To join features from different matrices, you can use `numpy`'s `hstack` method, like so: 

In [14]:
import numpy as np

# Synthetic data
a = np.array(np.zeros(6)).reshape(3,2)
print('a\n',a)

b = np.array(np.ones(6)).reshape(3,2)
print('\nb\n', b)

c = np.hstack([a,b])
print('\nc (stacked)\n', c)

a
 [[0. 0.]
 [0. 0.]
 [0. 0.]]

b
 [[1. 1.]
 [1. 1.]
 [1. 1.]]

c (stacked)
 [[0. 0. 1. 1.]
 [0. 0. 1. 1.]
 [0. 0. 1. 1.]]


In [15]:
# Add synthetic data columns to right side of feature array
X_stacked = np.hstack([X,a])
print(X_stacked)

[[  5.  16.   2.   7.   1.   0.   1.   2.   1.  11.   0.   0.   1.   0.
   18.   2.   4.  17.   4.  12.   2.   0.   0.   0.  12.   0.   1.   1.
    0.   0.   0.   1.   0. 115.   0.   0.]
 [  7.  13.   5.   3.   2.   1.   0.   3.   0.  10.   2.   0.   0.   0.
   27.   1.   1.  13.   5.  23.   1.   1.   1.   0.  14.   0.   0.   0.
    1.   1.   1.   0.   0. 126.   0.   0.]
 [  5.   7.   4.   9.   0.   0.   0.   2.   0.   9.   0.   1.   0.   1.
   17.   1.   7.  14.   2.  14.   3.   0.   0.   1.  20.   1.   0.   0.
    0.   0.   0.   0.   1. 114.   0.   0.]]


Note that you need to keep track of your feature names when you do this.
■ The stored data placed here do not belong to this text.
use std::io;
use std::path::Path;

use async_trait::async_trait;
use tracing::trace;

use crate::traits::DocumentStorage;

/// Filesystem storage backed by `tokio::fs`.
///
/// Writes go straight to the target file without a rename step, so a crash
/// mid-write can leave a truncated document behind.
#[derive(Clone, Copy, Debug, Default)]
pub struct FsStorage;

impl FsStorage {
    pub fn new() -> Self {
        Self
    }
}

#[async_trait]
impl DocumentStorage for FsStorage {
    async fn read(&self, path: &Path) -> io::Result<Vec<u8>> {
        let bytes = tokio::fs::read(path).await?;
        trace!(path = %path.display(), len = bytes.len(), "read document");
        Ok(bytes)
    }

    async fn write(&self, path: &Path, contents: &[u8]) -> io::Result<()> {
        tokio::fs::write(path, contents).await?;
        trace!(path = %path.display(), len = contents.len(), "wrote document");
        Ok(())
    }

    async fn create_dir_all(&self, path: &Path) -> io::Result<()> {
        tokio::fs::create_dir_all(path).await
    }
}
The vectorizer object will still give you the names of the columns that it produced, but you might now have multiple vectorizers, each of which is responsible for part of your stacked feature matrix. This isn't a problem, but be aware that you'll need to deal with it. 
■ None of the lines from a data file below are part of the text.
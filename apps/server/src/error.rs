//! Error types for the internal concordances service

use axum::{
    http::StatusCode,
    response::{IntoResponse, Response},
    Json,
};
use serde_json::json;
use thiserror::Error;

pub type Result<T> = std::result::Result<T, Error>;

/// Caller-facing errors. The Display strings for input errors are a stable
/// contract with callers; upstream variants hide the underlying cause behind
/// a fixed message.
#[derive(Error, Debug)]
pub enum Error {
    #[error("Please provide ids to concord, using the 'ids' query parameter")]
    MissingIds,

    #[error("Please provide non-empty ids to concord, using the 'ids' query parameter")]
    EmptyIds,

    #[error("Please provide one value for 'authority' query parameter")]
    TooManyAuthorityValues,

    #[error("Please provide a non-empty 'authority' query parameter")]
    EmptyAuthority,

    #[error("Please provide one value for 'include_deprecated' query parameter")]
    TooManyIncludeDeprecatedValues,

    #[error("Please provide a valid boolean value for 'include_deprecated' query parameter")]
    InvalidIncludeDeprecated,

    #[error("Public Concordances request failed, please try again")]
    ConcordancesUnavailable(#[source] concord_concepts::Error),

    #[error("Concept Search request failed, please try again")]
    SearchUnavailable(#[source] concord_concepts::Error),
}

impl IntoResponse for Error {
    fn into_response(self) -> Response {
        let status = match &self {
            Error::MissingIds
            | Error::EmptyIds
            | Error::TooManyAuthorityValues
            | Error::EmptyAuthority
            | Error::TooManyIncludeDeprecatedValues
            | Error::InvalidIncludeDeprecated => StatusCode::BAD_REQUEST,
            Error::ConcordancesUnavailable(cause) | Error::SearchUnavailable(cause) => {
                tracing::error!(error = %cause, "Upstream request failed");
                StatusCode::SERVICE_UNAVAILABLE
            }
        };

        (status, Json(json!({ "message": self.to_string() }))).into_response()
    }
}

#[cfg(test)]
mod tests {
    use super::*;

    #[test]
    fn input_error_messages_are_stable() {
        assert_eq!(
            Error::MissingIds.to_string(),
            "Please provide ids to concord, using the 'ids' query parameter"
        );
        assert_eq!(
            Error::EmptyIds.to_string(),
            "Please provide non-empty ids to concord, using the 'ids' query parameter"
        );
    }

    #[test]
    fn upstream_errors_hide_the_cause() {
        let err = Error::ConcordancesUnavailable(concord_concepts::Error::NoIdentifiers);
        assert_eq!(
            err.to_string(),
            "Public Concordances request failed, please try again"
        );
    }
}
Of course, you need to have ordered your documents in the same way through each of the different vectorization steps if you're going to stack them as we've done here (so that you aren't mixing features from different documents within each row of the feature matrix). If you're using Pandas (rather than NumPy) to store your features, you could use `join` or `merge` to make sure that your feature data is proerly aligned by object identifier.